**Activity:** Sort through the data and copy the lines holding the word "authenticated".

**Records for the exercise:**
use std::sync::Arc;

use axum::{
    Router,
    routing::{get, post, put},
    middleware,
};

use shared_config::AppConfig;
use shared_utils::extractor::auth_middleware;

use crate::handlers;

pub fn clinical_record_routes(state: Arc<AppConfig>) -> Router {
    Router::new()
        .route("/", get(handlers::all_records))
        .route("/appointments/{appointment_id}", post(handlers::create_record))
        .route("/patients/{patient_id}", get(handlers::records_for_patient))
        .route("/patients/{patient_id}/pdf", get(handlers::export_patient_pdf))
        .route(
            "/patients/{patient_id}/specialists/{specialist_id}",
            get(handlers::records_for_patient_by_specialist),
        )
        .route("/specialists/{specialist_id}", get(handlers::records_for_specialist))
        .route("/specialists/{specialist_id}/patients", get(handlers::patients_attended))
        .route("/{record_id}", put(handlers::update_record).delete(handlers::delete_record))
        .layer(middleware::from_fn_with_state(state.clone(), auth_middleware))
        .with_state(state)
}
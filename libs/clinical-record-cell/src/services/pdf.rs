use chrono::NaiveDate;

use profile_cell::Profile;
use shared_utils::format::{format_date_full, format_date_long, format_time_12h};
use shared_utils::pdf::PdfReport;

use crate::models::{ClinicalRecordError, RecordEntry};

pub const PDF_TITLE: &str = "Historia Clínica";

fn or_na(value: Option<&str>) -> &str {
    value.map(str::trim).filter(|v| !v.is_empty()).unwrap_or("N/A")
}

fn measure(value: Option<f64>, unit: &str) -> String {
    value
        .map(|v| format!("{} {}", v, unit))
        .unwrap_or_else(|| "N/A".to_string())
}

/// Renders a patient's full history as PDF bytes.
pub fn render_patient_history(
    patient: &Profile,
    entries: &[RecordEntry],
    issued_on: NaiveDate,
) -> Result<Vec<u8>, ClinicalRecordError> {
    let mut writer = PdfReport::new(PDF_TITLE).map_err(ClinicalRecordError::PdfError)?;

    writer.line(PDF_TITLE, 18.0, 0.0, true);
    writer.line(&format!("Fecha de emisión: {}", format_date_full(issued_on)), 10.0, 0.0, false);
    writer.gap(6.0);

    writer.line("Datos del paciente", 12.0, 0.0, true);
    writer.line(&format!("Nombre: {}", patient.nombre), 10.0, 5.0, false);
    writer.line(&format!("Apellido: {}", patient.apellido), 10.0, 5.0, false);
    writer.line(&format!("Email: {}", patient.email), 10.0, 5.0, false);
    writer.line(&format!("DNI: {}", or_na(patient.dni.as_deref())), 10.0, 5.0, false);
    writer.line(&format!("Obra social: {}", or_na(patient.obra_social.as_deref())), 10.0, 5.0, false);
    writer.gap(6.0);

    writer.line("Atenciones", 12.0, 0.0, true);
    if entries.is_empty() {
        writer.line("Sin registros", 10.0, 5.0, false);
    }

    for entry in entries {
        let record = &entry.historia;
        let when = record
            .attended_at()
            .map(|at| format!("{} {}", format_date_long(at.date()), format_time_12h(at.time())))
            .unwrap_or_else(|| record.fecha_atencion.clone());
        let specialist = entry
            .especialista
            .as_ref()
            .map(Profile::full_name)
            .unwrap_or_else(|| record.especialista_id.clone());

        writer.gap(3.0);
        writer.line(&when, 11.0, 0.0, true);
        writer.line(&format!("Especialista: {}", specialist), 10.0, 5.0, false);
        writer.line(&format!("Altura: {}", measure(record.altura, "m")), 10.0, 5.0, false);
        writer.line(&format!("Peso: {}", measure(record.peso, "kg")), 10.0, 5.0, false);
        writer.line(&format!("Temperatura: {}", measure(record.temperatura, "°C")), 10.0, 5.0, false);
        writer.line(&format!("Presión: {}", or_na(record.presion.as_deref())), 10.0, 5.0, false);
        for field in record.fields() {
            writer.line(&format!("{}: {}", field.clave, field.valor), 10.0, 5.0, false);
        }
    }

    writer.finish().map_err(ClinicalRecordError::PdfError)
}

#[cfg(test)]
mod tests {
    use super::*;
    use crate::models::record_from_row;
    use serde_json::json;

    fn patient() -> Profile {
        serde_json::from_value(json!({
            "user_id": "p1",
            "nombre": "Ana",
            "apellido": "García",
            "email": "ana@clinica.com",
            "tipo": "paciente",
            "dni": "30123456",
            "obra_social": "OSDE"
        }))
        .unwrap()
    }

    fn entry(turno: &str) -> RecordEntry {
        RecordEntry::bare(
            record_from_row(json!({
                "id": format!("h-{}", turno),
                "paciente_id": "p1",
                "especialista_id": "s1",
                "turno_id": turno,
                "fecha_atencion": "2024-01-15T10:00:00",
                "altura": 1.7,
                "peso": 70.5,
                "temperatura": 36.6,
                "presion": "120/80",
                "datos_dinamicos": [{ "clave": "caries", "valor": "4" }]
            }))
            .unwrap(),
        )
    }

    #[test]
    fn renders_a_pdf_document() {
        let issued = NaiveDate::from_ymd_opt(2024, 2, 1).unwrap();
        let bytes = render_patient_history(&patient(), &[entry("t1")], issued).unwrap();
        assert!(bytes.starts_with(b"%PDF"));
    }

    #[test]
    fn long_histories_span_pages() {
        let issued = NaiveDate::from_ymd_opt(2024, 2, 1).unwrap();
        let entries: Vec<RecordEntry> = (0..40).map(|i| entry(&format!("t{}", i))).collect();
        let bytes = render_patient_history(&patient(), &entries, issued).unwrap();
        assert!(bytes.starts_with(b"%PDF"));
    }

    #[test]
    fn missing_values_read_na() {
        assert_eq!(or_na(Some("  ")), "N/A");
        assert_eq!(measure(None, "kg"), "N/A");
        assert_eq!(measure(Some(70.0), "kg"), "70 kg");
    }
}
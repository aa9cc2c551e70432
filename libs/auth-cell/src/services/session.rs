use serde_json::{json, Value};
use tracing::{debug, info, warn};

use profile_cell::{Profile, ProfileService};
use shared_config::AppConfig;
use shared_database::supabase::{SupabaseClient, SupabaseError};
use statistics_cell::StatisticsService;

use crate::models::{login_error_message, AccountStatus, AuthError, LoginRequest, LoginResponse};

pub struct SessionService {
    supabase: SupabaseClient,
    profiles: ProfileService,
    statistics: StatisticsService,
}

impl SessionService {
    pub fn new(config: &AppConfig) -> Self {
        Self {
            supabase: SupabaseClient::new(config),
            profiles: ProfileService::new(config),
            statistics: StatisticsService::new(config),
        }
    }

    fn email_confirmed(user: &Value) -> bool {
        user.get("email_confirmed_at")
            .map(|v| !v.is_null())
            .unwrap_or(false)
    }

    async fn end_session(&self, access_token: &str) {
        if let Err(e) = self.supabase.sign_out(access_token).await {
            warn!("Could not close rejected session: {}", e);
        }
    }

    pub async fn login(&self, request: LoginRequest) -> Result<LoginResponse, AuthError> {
        debug!("Login attempt for {}", request.email.trim());

        let session = self.supabase
            .sign_in_with_password(&request.email, &request.password)
            .await
            .map_err(|e| {
                let raw = SupabaseError::from_anyhow(&e)
                    .map(|err| err.message().to_string())
                    .unwrap_or_else(|| e.to_string());
                AuthError::InvalidCredentials(login_error_message(&raw))
            })?;

        let access_token = session
            .get("access_token")
            .and_then(Value::as_str)
            .map(str::to_string)
            .ok_or_else(|| AuthError::ExternalService("Respuesta de sesión sin token".to_string()))?;
        let user = session.get("user").cloned().unwrap_or(Value::Null);
        let user_id = user
            .get("id")
            .and_then(Value::as_str)
            .map(str::to_string)
            .ok_or_else(|| AuthError::ExternalService("Respuesta de sesión sin usuario".to_string()))?;

        let profile = match self.profiles.find_profile(&user_id, &access_token).await? {
            Some(profile) => profile,
            None => {
                warn!("User {} signed in without a profile", user_id);
                self.end_session(&access_token).await;
                return Err(AuthError::ProfileMissing);
            }
        };

        let status = AccountStatus::evaluate(&profile, Self::email_confirmed(&user));
        if !status.is_active() {
            warn!("Login blocked for {}: {:?}", user_id, status);
            self.end_session(&access_token).await;
            return Err(AuthError::AccountBlocked(status));
        }

        if let Err(e) = self.statistics
            .record_access(&user_id, &profile.full_name(), profile.tipo, &access_token)
            .await
        {
            warn!("Access log not written for {}: {}", user_id, e);
        }

        info!("User {} logged in as {}", user_id, profile.tipo);
        Ok(LoginResponse {
            refresh_token: session.get("refresh_token").and_then(Value::as_str).map(str::to_string),
            expires_in: session.get("expires_in").and_then(Value::as_i64),
            landing: profile.tipo.landing().to_string(),
            access_token,
            profile,
        })
    }

    pub async fn logout(&self, access_token: &str) -> Result<(), AuthError> {
        self.supabase
            .sign_out(access_token)
            .await
            .map_err(|e| AuthError::ExternalService(e.to_string()))
    }

    /// Profile of the caller with the state of the account.
    pub async fn me(&self, user_id: &str, access_token: &str) -> Result<Value, AuthError> {
        let profile: Profile = self.profiles.get_profile(user_id, access_token).await?;

        let confirmed = match self.supabase.get_auth_user(access_token).await {
            Ok(user) => Self::email_confirmed(&user),
            Err(e) => {
                warn!("Could not load auth user {}: {}", user_id, e);
                false
            }
        };
        let status = AccountStatus::evaluate(&profile, confirmed);

        Ok(json!({
            "user_id": user_id,
            "email_confirmed": confirmed,
            "status": status,
            "landing": profile.tipo.landing(),
            "profile": profile,
        }))
    }
}
use chrono::NaiveDate;
use serde::{Deserialize, Serialize};
use serde_json::Value;

use shared_models::error::AppError;

pub const NO_SPECIALTY: &str = "Sin especialidad";
pub const NO_SPECIALIST: &str = "Sin médico";
pub const DEFAULT_RANGE_DAYS: i64 = 30;

// ==============================================================================
// ACCESS LOG
// ==============================================================================

/// A row of `logs_ingresos`, written on every successful login.
#[derive(Debug, Clone, Serialize, Deserialize)]
pub struct AccessLog {
    #[serde(default)]
    pub id: Option<Value>,
    pub usuario_id: String,
    #[serde(default)]
    pub usuario_nombre: String,
    #[serde(default)]
    pub usuario_tipo: String,
    pub fecha_hora: String,
}

// ==============================================================================
// QUERIES
// ==============================================================================

#[derive(Debug, Clone, Default, Deserialize)]
pub struct DateRangeQuery {
    #[serde(default, alias = "desde")]
    pub from: Option<NaiveDate>,
    #[serde(default, alias = "hasta")]
    pub to: Option<NaiveDate>,
}

impl DateRangeQuery {
    pub fn is_open(&self) -> bool {
        self.from.is_none() && self.to.is_none()
    }
}

// ==============================================================================
// AGGREGATES
// ==============================================================================

#[derive(Debug, Clone, Serialize, PartialEq)]
pub struct CountEntry {
    pub nombre: String,
    pub cantidad: usize,
    pub porcentaje: f64,
}

/// Appointments on one calendar day, `fecha` as dd/mm/yyyy.
#[derive(Debug, Clone, Serialize, PartialEq)]
pub struct DayCount {
    pub fecha: String,
    pub cantidad: usize,
}

#[derive(Debug, Clone, Default, Serialize, PartialEq)]
pub struct StatusSummary {
    pub pendientes: usize,
    pub aceptados: usize,
    pub realizados: usize,
    pub cancelados: usize,
    pub rechazados: usize,
    pub tasa_finalizacion: f64,
    pub tasa_cancelacion: f64,
}

#[derive(Debug, Clone, Serialize)]
pub struct AppointmentStatistics {
    pub desde: NaiveDate,
    pub hasta: NaiveDate,
    pub total: usize,
    pub by_specialty: Vec<CountEntry>,
    pub by_day: Vec<DayCount>,
    pub by_specialist: Vec<CountEntry>,
    pub completed_by_specialist: Vec<CountEntry>,
    pub summary: StatusSummary,
}

// ==============================================================================
// ERRORS
// ==============================================================================

#[derive(Debug, thiserror::Error)]
pub enum StatisticsError {
    #[error("{0}")]
    ValidationError(String),

    #[error("Export error: {0}")]
    ExportError(String),

    #[error("Database error: {0}")]
    DatabaseError(String),
}

impl From<StatisticsError> for AppError {
    fn from(err: StatisticsError) -> Self {
        match err {
            StatisticsError::ValidationError(msg) => AppError::ValidationError(msg),
            StatisticsError::ExportError(msg) => AppError::Internal(msg),
            StatisticsError::DatabaseError(msg) => AppError::Database(msg),
        }
    }
}

impl From<csv::Error> for StatisticsError {
    fn from(err: csv::Error) -> Self {
        StatisticsError::ExportError(err.to_string())
    }
}
use std::sync::Arc;

use axum::{
    Router,
    routing::get,
    middleware,
};

use shared_config::AppConfig;
use shared_utils::extractor::auth_middleware;

use crate::handlers;

pub fn statistics_routes(state: Arc<AppConfig>) -> Router {
    Router::new()
        .route("/logs", get(handlers::list_logs))
        .route("/appointments", get(handlers::appointment_statistics))
        .route("/export/logs.csv", get(handlers::export_logs))
        .route("/export/appointments.csv", get(handlers::export_appointments))
        .route("/export/statistics.csv", get(handlers::export_statistics))
        .route("/export/statistics.pdf", get(handlers::export_statistics_pdf))
        .layer(middleware::from_fn_with_state(state.clone(), auth_middleware))
        .with_state(state)
}
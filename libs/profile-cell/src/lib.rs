pub mod handlers;
pub mod router;
pub mod models;
pub mod services;

pub use models::*;
pub use services::ProfileService;
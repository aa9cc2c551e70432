use chrono::{DateTime, Datelike, Local, NaiveDate, NaiveDateTime, NaiveTime, Timelike, Weekday};

const MONTHS: [&str; 12] = [
    "Enero", "Febrero", "Marzo", "Abril", "Mayo", "Junio",
    "Julio", "Agosto", "Septiembre", "Octubre", "Noviembre", "Diciembre",
];

/// Display label for a stored appointment status. Unknown values pass through.
pub fn status_label(status: &str) -> String {
    match status {
        "pendiente" => "Pendiente",
        "confirmado" => "Confirmado",
        "aceptado" => "Aceptado",
        "realizado" => "Realizado",
        "rechazado" => "Rechazado",
        "cancelado" => "Cancelado",
        other => other,
    }
    .to_string()
}

/// Specialty names compare trimmed and case-insensitively, accents included.
pub fn same_specialty(a: &str, b: &str) -> bool {
    a.trim().to_lowercase() == b.trim().to_lowercase()
}

pub fn spanish_weekday(day: Weekday) -> &'static str {
    match day {
        Weekday::Mon => "Lunes",
        Weekday::Tue => "Martes",
        Weekday::Wed => "Miércoles",
        Weekday::Thu => "Jueves",
        Weekday::Fri => "Viernes",
        Weekday::Sat => "Sábado",
        Weekday::Sun => "Domingo",
    }
}

/// Accepts the weekday names with or without accents, in any case.
pub fn parse_spanish_weekday(name: &str) -> Option<Weekday> {
    let normalized: String = name
        .trim()
        .to_lowercase()
        .chars()
        .map(|c| match c {
            'á' => 'a',
            'é' => 'e',
            'í' => 'i',
            'ó' => 'o',
            'ú' => 'u',
            other => other,
        })
        .collect();

    match normalized.as_str() {
        "lunes" => Some(Weekday::Mon),
        "martes" => Some(Weekday::Tue),
        "miercoles" => Some(Weekday::Wed),
        "jueves" => Some(Weekday::Thu),
        "viernes" => Some(Weekday::Fri),
        "sabado" => Some(Weekday::Sat),
        "domingo" => Some(Weekday::Sun),
        _ => None,
    }
}

fn month_name(date: NaiveDate) -> &'static str {
    MONTHS[date.month0() as usize]
}

/// "15 de Enero de 2024 (Lunes)"
pub fn format_date_long(date: NaiveDate) -> String {
    format!(
        "{} de {} de {} ({})",
        date.day(),
        month_name(date),
        date.year(),
        spanish_weekday(date.weekday())
    )
}

/// "15/1/2024"
pub fn format_date_short(date: NaiveDate) -> String {
    format!("{}/{}/{}", date.day(), date.month(), date.year())
}

/// "Lunes, 15 de Enero de 2024"
pub fn format_date_full(date: NaiveDate) -> String {
    format!(
        "{}, {} de {} de {}",
        spanish_weekday(date.weekday()),
        date.day(),
        month_name(date),
        date.year()
    )
}

/// "9:30am", "2:00pm"
pub fn format_time_12h(time: NaiveTime) -> String {
    let (is_pm, hour) = time.hour12();
    format!(
        "{}:{:02}{}",
        hour,
        time.minute(),
        if is_pm { "pm" } else { "am" }
    )
}

/// Parses a stored appointment timestamp as local wall-clock time.
///
/// Accepts `YYYY-MM-DDTHH:MM[:SS[.fff]]` without offset (taken as local) and
/// RFC 3339 values with offset (converted to local).
pub fn parse_local_datetime(value: &str) -> Option<NaiveDateTime> {
    let value = value.trim();
    for pattern in ["%Y-%m-%dT%H:%M:%S%.f", "%Y-%m-%dT%H:%M:%S", "%Y-%m-%dT%H:%M", "%Y-%m-%d %H:%M:%S"] {
        if let Ok(parsed) = NaiveDateTime::parse_from_str(value, pattern) {
            return Some(parsed);
        }
    }
    DateTime::parse_from_rfc3339(value)
        .ok()
        .map(|dt| dt.with_timezone(&Local).naive_local())
}

/// Accepts `HH:MM` or `HH:MM:SS`.
pub fn parse_clock_time(value: &str) -> Option<NaiveTime> {
    let value = value.trim();
    NaiveTime::parse_from_str(value, "%H:%M:%S")
        .or_else(|_| NaiveTime::parse_from_str(value, "%H:%M"))
        .ok()
}

#[cfg(test)]
mod tests {
    use super::*;

    fn date(y: i32, m: u32, d: u32) -> NaiveDate {
        NaiveDate::from_ymd_opt(y, m, d).unwrap()
    }

    #[test]
    fn specialties_match_across_accented_case() {
        assert!(same_specialty("Cardiología", " CARDIOLOGÍA "));
        assert!(same_specialty("pediatria", "Pediatria"));
        assert!(!same_specialty("Cardiología", "cardiologia"));
    }

    #[test]
    fn formats_dates_in_spanish() {
        let d = date(2024, 1, 15);
        assert_eq!(format_date_long(d), "15 de Enero de 2024 (Lunes)");
        assert_eq!(format_date_short(d), "15/1/2024");
        assert_eq!(format_date_full(d), "Lunes, 15 de Enero de 2024");
    }

    #[test]
    fn formats_twelve_hour_times() {
        assert_eq!(format_time_12h(NaiveTime::from_hms_opt(9, 30, 0).unwrap()), "9:30am");
        assert_eq!(format_time_12h(NaiveTime::from_hms_opt(14, 0, 0).unwrap()), "2:00pm");
        assert_eq!(format_time_12h(NaiveTime::from_hms_opt(12, 0, 0).unwrap()), "12:00pm");
        assert_eq!(format_time_12h(NaiveTime::from_hms_opt(0, 15, 0).unwrap()), "12:15am");
    }

    #[test]
    fn weekday_names_round_trip() {
        assert_eq!(parse_spanish_weekday("Miércoles"), Some(Weekday::Wed));
        assert_eq!(parse_spanish_weekday("sabado"), Some(Weekday::Sat));
        assert_eq!(parse_spanish_weekday("Funday"), None);
        assert_eq!(spanish_weekday(Weekday::Sat), "Sábado");
    }

    #[test]
    fn parses_stored_timestamps() {
        let expected = date(2024, 1, 15).and_hms_opt(9, 30, 0).unwrap();
        assert_eq!(parse_local_datetime("2024-01-15T09:30:00"), Some(expected));
        assert_eq!(parse_local_datetime("2024-01-15T09:30"), Some(expected));
        assert_eq!(parse_local_datetime("2024-01-15T09:30:00.000"), Some(expected));
        assert!(parse_local_datetime("2024-01-15T09:30:00Z").is_some());
        assert_eq!(parse_local_datetime("ayer"), None);
        assert_eq!(parse_clock_time("08:00"), NaiveTime::from_hms_opt(8, 0, 0));
        assert_eq!(parse_clock_time("18:30:00"), NaiveTime::from_hms_opt(18, 30, 0));
    }

    #[test]
    fn status_labels() {
        assert_eq!(status_label("realizado"), "Realizado");
        assert_eq!(status_label("otro"), "otro");
    }
}
use std::sync::Arc;
use chrono::{Duration, Utc};
use hmac::{Hmac, Mac};
use sha2::Sha256;
use base64::{Engine as _, engine::general_purpose};
use serde_json::{json, Value};
use uuid::Uuid;

use shared_config::AppConfig;
use shared_models::auth::User;
use shared_models::role::Role;

pub struct TestConfig {
    pub jwt_secret: String,
    pub supabase_url: String,
    pub supabase_anon_key: String,
}

impl Default for TestConfig {
    fn default() -> Self {
        Self {
            jwt_secret: "test-secret-key-for-jwt-validation-must-be-long-enough".to_string(),
            supabase_url: "http://localhost:54321".to_string(),
            supabase_anon_key: "test-anon-key".to_string(),
        }
    }
}

impl TestConfig {
    /// Config pointing at a mock server.
    pub fn with_url(url: &str) -> Self {
        Self {
            supabase_url: url.to_string(),
            ..Self::default()
        }
    }

    pub fn to_app_config(&self) -> AppConfig {
        AppConfig {
            supabase_url: self.supabase_url.clone(),
            supabase_anon_key: self.supabase_anon_key.clone(),
            supabase_jwt_secret: self.jwt_secret.clone(),
            ..AppConfig::default()
        }
    }

    pub fn to_arc(&self) -> Arc<AppConfig> {
        Arc::new(self.to_app_config())
    }
}

pub struct TestUser {
    pub id: String,
    pub email: String,
    pub role: Role,
}

impl Default for TestUser {
    fn default() -> Self {
        Self {
            id: Uuid::new_v4().to_string(),
            email: "test@example.com".to_string(),
            role: Role::Patient,
        }
    }
}

impl TestUser {
    pub fn new(email: &str, role: Role) -> Self {
        Self {
            id: Uuid::new_v4().to_string(),
            email: email.to_string(),
            role,
        }
    }

    pub fn patient(email: &str) -> Self {
        Self::new(email, Role::Patient)
    }

    pub fn specialist(email: &str) -> Self {
        Self::new(email, Role::Specialist)
    }

    pub fn admin(email: &str) -> Self {
        Self::new(email, Role::Administrator)
    }

    /// Caller as the auth middleware would see it.
    pub fn to_user(&self) -> User {
        User {
            id: self.id.clone(),
            email: Some(self.email.clone()),
            role: Some("authenticated".to_string()),
            metadata: Some(json!({ "tipo": self.role.as_str() })),
            created_at: Some(Utc::now()),
        }
    }

    /// `perfiles` row for this user, approved when it is a specialist.
    pub fn profile(&self) -> Value {
        let mut row = MockSupabaseResponses::profile_response(&self.id, &self.email, self.role);
        if self.role == Role::Specialist {
            row["aprobado"] = json!(true);
        }
        row
    }
}

pub struct JwtTestUtils;

impl JwtTestUtils {
    pub fn create_test_token(user: &TestUser, secret: &str, exp_hours: Option<i64>) -> String {
        let now = Utc::now();
        let exp = now + Duration::hours(exp_hours.unwrap_or(24));

        let header = json!({
            "alg": "HS256",
            "typ": "JWT"
        });

        let payload = json!({
            "sub": user.id,
            "email": user.email,
            "role": "authenticated",
            "aud": "authenticated",
            "user_metadata": { "tipo": user.role.as_str() },
            "iat": now.timestamp(),
            "exp": exp.timestamp()
        });

        let header_encoded = general_purpose::URL_SAFE_NO_PAD.encode(header.to_string());
        let payload_encoded = general_purpose::URL_SAFE_NO_PAD.encode(payload.to_string());

        let signing_input = format!("{}.{}", header_encoded, payload_encoded);

        let mut mac = Hmac::<Sha256>::new_from_slice(secret.as_bytes())
            .expect("HMAC can take key of any size");
        mac.update(signing_input.as_bytes());
        let signature = mac.finalize().into_bytes();
        let signature_encoded = general_purpose::URL_SAFE_NO_PAD.encode(signature);

        format!("{}.{}", signing_input, signature_encoded)
    }

    pub fn create_expired_token(user: &TestUser, secret: &str) -> String {
        Self::create_test_token(user, secret, Some(-1))
    }

    pub fn create_invalid_signature_token(user: &TestUser) -> String {
        Self::create_test_token(user, "wrong-secret", Some(24))
    }

    pub fn create_malformed_token() -> String {
        "invalid.token.format".to_string()
    }
}

pub struct MockSupabaseResponses;

impl MockSupabaseResponses {
    pub fn profile_response(user_id: &str, email: &str, role: Role) -> Value {
        let mut row = json!({
            "id": Uuid::new_v4(),
            "user_id": user_id,
            "nombre": "Ana",
            "apellido": "García",
            "edad": 35,
            "dni": "30123456",
            "email": email,
            "tipo": role.as_str(),
            "imagen_perfil": "https://example.com/perfil.png",
            "aprobado": false,
            "rechazado": false,
            "created_at": "2024-01-01T00:00:00Z",
            "updated_at": "2024-01-01T00:00:00Z"
        });

        match role {
            Role::Patient => {
                row["obra_social"] = json!("OSDE");
                row["imagen_perfil2"] = json!("https://example.com/perfil2.png");
            }
            Role::Specialist => {
                row["especialidad"] = json!("cardiologia, clinica");
            }
            Role::Administrator => {}
        }

        row
    }

    pub fn session_response(user_id: &str, email: &str, confirmed: bool) -> Value {
        json!({
            "access_token": "access-token",
            "refresh_token": "refresh-token",
            "token_type": "bearer",
            "expires_in": 3600,
            "user": {
                "id": user_id,
                "email": email,
                "email_confirmed_at": if confirmed { json!("2024-01-01T00:00:00Z") } else { Value::Null }
            }
        })
    }

    pub fn appointment_response(
        id: &str,
        patient_id: &str,
        specialist_id: &str,
        fecha: &str,
        estado: &str,
    ) -> Value {
        json!({
            "id": id,
            "pacienteid": patient_id,
            "pacientenombre": "Ana García",
            "especialistaid": specialist_id,
            "especialistanombre": "Luis Pérez",
            "especialidad": "cardiologia",
            "fecha": fecha,
            "estado": estado,
            "comentariopaciente": null,
            "comentarioespecialista": null,
            "resena": null,
            "encuestacompletada": false,
            "calificacionatencion": null
        })
    }

    pub fn availability_response(specialist_id: &str, specialty: &str, day: &str, start: &str, end: &str) -> Value {
        json!({
            "id": Uuid::new_v4(),
            "especialista_id": specialist_id,
            "especialidad": specialty,
            "dia": day,
            "hora_inicio": start,
            "hora_fin": end
        })
    }

    pub fn clinical_record_response(patient_id: &str, specialist_id: &str, appointment_id: &str) -> Value {
        json!({
            "id": Uuid::new_v4(),
            "paciente_id": patient_id,
            "especialista_id": specialist_id,
            "turno_id": appointment_id,
            "fecha_atencion": "2024-01-15T10:00:00Z",
            "altura": 1.7,
            "peso": 70.5,
            "temperatura": 36.6,
            "presion": "120/80",
            "datos_dinamicos": [{ "clave": "caries", "valor": "4" }],
            "created_at": "2024-01-15T10:30:00Z",
            "updated_at": "2024-01-15T10:30:00Z"
        })
    }

    pub fn specialty_response(name: &str) -> Value {
        json!({
            "id": Uuid::new_v4(),
            "nombre": name,
            "descripcion": null,
            "imagen_url": null,
            "activa": true
        })
    }

    pub fn error_response(message: &str, code: &str) -> Value {
        json!({
            "message": message,
            "code": code
        })
    }
}

#[cfg(test)]
mod tests {
    use super::*;

    #[test]
    fn test_config_creation() {
        let config = TestConfig::default();
        let app_config = config.to_app_config();

        assert_eq!(app_config.supabase_url, "http://localhost:54321");
        assert_eq!(app_config.supabase_anon_key, "test-anon-key");
        assert!(!app_config.supabase_jwt_secret.is_empty());
        assert_eq!(app_config.booking_horizon_days, 15);
    }

    #[test]
    fn test_user_creation() {
        let user = TestUser::specialist("doc@example.com");
        assert_eq!(user.email, "doc@example.com");
        assert_eq!(user.role, Role::Specialist);

        let user_model = user.to_user();
        assert_eq!(user_model.email, Some(user.email.clone()));
        assert_eq!(user_model.id, user.id);
        assert_eq!(user.profile()["aprobado"], true);
        assert_eq!(user.profile()["tipo"], "especialista");
    }

    #[test]
    fn test_jwt_token_creation() {
        let user = TestUser::default();
        let token = JwtTestUtils::create_test_token(&user, "test-secret", Some(1));

        assert_eq!(token.split('.').count(), 3);
    }
}
pub mod handlers;
pub mod router;
pub mod models;
pub mod services;

pub use models::*;
pub use services::{AvailabilityService, SpecialtyService};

**Output for this task:**
            role: Some("authenticated".to_string()),
            "role": "authenticated",
            "aud": "authenticated",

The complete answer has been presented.